To address these challenges, the research proposes a comprehensive, data-driven food demand forecasting system designed to reduce waste, lower costs, and support sustainability goals. The system uses machine learning and pattern-recognition techniques to analyze contextual variables—such as event types, attendance patterns, and temporal trends—and to provide accurate daily predictions for different food categories. It emphasizes scalability, ease of use, and integration with existing kitchen workflows.
The literature review highlights the evolution from traditional statistical models to modern machine learning approaches, including neural networks, LSTMs, ensemble methods, and hybrid ARIMA-LSTM systems. While these advanced models improve accuracy, many fail to transition into practical operational tools due to complexity or lack of user-friendly interfaces. A gap remains for accessible, integrated decision-support systems that combine predictive accuracy with real-world usability.

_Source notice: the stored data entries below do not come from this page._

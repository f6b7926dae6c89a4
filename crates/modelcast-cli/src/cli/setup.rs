use clap::{Parser, Subcommand};
use std::path::PathBuf;

#[derive(Parser, Debug)]
#[command(
    name = "modelcast",
    bin_name = "modelcast",
    version,
    disable_help_subcommand = true
)]
#[command(about = "Cast, validate and describe JSON documents with typed models", long_about = None)]
pub struct Cli {
    #[command(subcommand)]
    pub command: Commands,

    /// Definition file (TOML or JSON) declaring the models
    #[arg(short, long, global = true, help_heading = "Options")]
    pub defs: Option<PathBuf>,

    /// Config file
    #[arg(short, long, global = true, help_heading = "Options")]
    pub config: Option<PathBuf>,

    /// Print JSON on a single line
    #[arg(long, global = true, help_heading = "Options")]
    pub compact: bool,

    /// Verbose output
    #[arg(short, long, global = true, help_heading = "Options")]
    pub verbose: bool,
}

#[derive(Subcommand, Debug)]
pub enum Commands {
    /// List defined models and their attributes
    #[command(alias = "ls", display_order = 1)]
    List,

    /// Print the schema of a model
    #[command(display_order = 2)]
    Schema {
        /// Model name
        model: String,
    },

    /// Cast a JSON document through a model and print its serialized form
    #[command(display_order = 3)]
    Cast {
        /// Model name
        model: String,

        /// JSON input file (stdin when omitted or "-")
        input: Option<PathBuf>,

        /// Only include these attributes (comma separated)
        #[arg(long, value_delimiter = ',')]
        only: Vec<String>,

        /// Leave out these attributes (comma separated)
        #[arg(long, value_delimiter = ',')]
        except: Vec<String>,
    },

    /// Check a JSON document against a model
    #[command(alias = "check", display_order = 4)]
    Validate {
        /// Model name
        model: String,

        /// JSON input file (stdin when omitted or "-")
        input: Option<PathBuf>,
    },

    /// Print the display form of a JSON document cast through a model
    #[command(display_order = 5)]
    Show {
        /// Model name
        model: String,

        /// JSON input file (stdin when omitted or "-")
        input: Option<PathBuf>,
    },
}

#[cfg(test)]
mod tests {
    use super::*;

    #[test]
    fn parses_global_options_after_subcommand() {
        let cli = Cli::try_parse_from(["modelcast", "schema", "Contact", "--defs", "models.toml", "-v"])
            .unwrap();
        assert!(cli.verbose);
        assert_eq!(cli.defs, Some(PathBuf::from("models.toml")));
        assert!(matches!(cli.command, Commands::Schema { model } if model == "Contact"));
    }

    #[test]
    fn splits_filter_lists_on_commas() {
        let cli = Cli::try_parse_from([
            "modelcast",
            "cast",
            "Contact",
            "input.json",
            "--only",
            "name,birthday",
            "--except",
            "phones",
        ])
        .unwrap();
        match cli.command {
            Commands::Cast {
                input,
                only,
                except,
                ..
            } => {
                assert_eq!(input, Some(PathBuf::from("input.json")));
                assert_eq!(only, vec!["name", "birthday"]);
                assert_eq!(except, vec!["phones"]);
            }
            other => panic!("unexpected command: {other:?}"),
        }
    }

    #[test]
    fn input_is_optional() {
        let cli = Cli::try_parse_from(["modelcast", "check", "Point"]).unwrap();
        assert!(matches!(cli.command, Commands::Validate { input: None, .. }));
    }

    #[test]
    fn verify_command() {
        use clap::CommandFactory;
        Cli::command().debug_assert();
    }
}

The proposed system architecture is modular, consisting of a data layer, a Flask-based backend, a machine-learning pattern engine, and a dashboard frontend. It supports Docker-based deployment and allows integration with POS or inventory systems. Dataflows begin with user input (e.g., expected footfall, event type) and progress through validation, prediction, and feedback logging. The system is designed to evolve continually through user feedback and updated pattern tables.
The methodology includes data acquisition, cleaning, and feature engineering, followed by a multi-step prediction algorithm using historical averages, context multipliers, and food-category consumption ratios. The system also incorporates waste analytics, calculating expected reductions in waste, cost savings, and environmental benefits such as CO? and water savings. A worked example demonstrates significant waste reduction (68%), cost savings, and environmental impact improvements.
Finally, model performance is evaluated through backtesting using metrics such as Mean Absolute Error (MAE) and Mean Squared Error (MSE), ensuring the forecasting system remains accurate and reliable.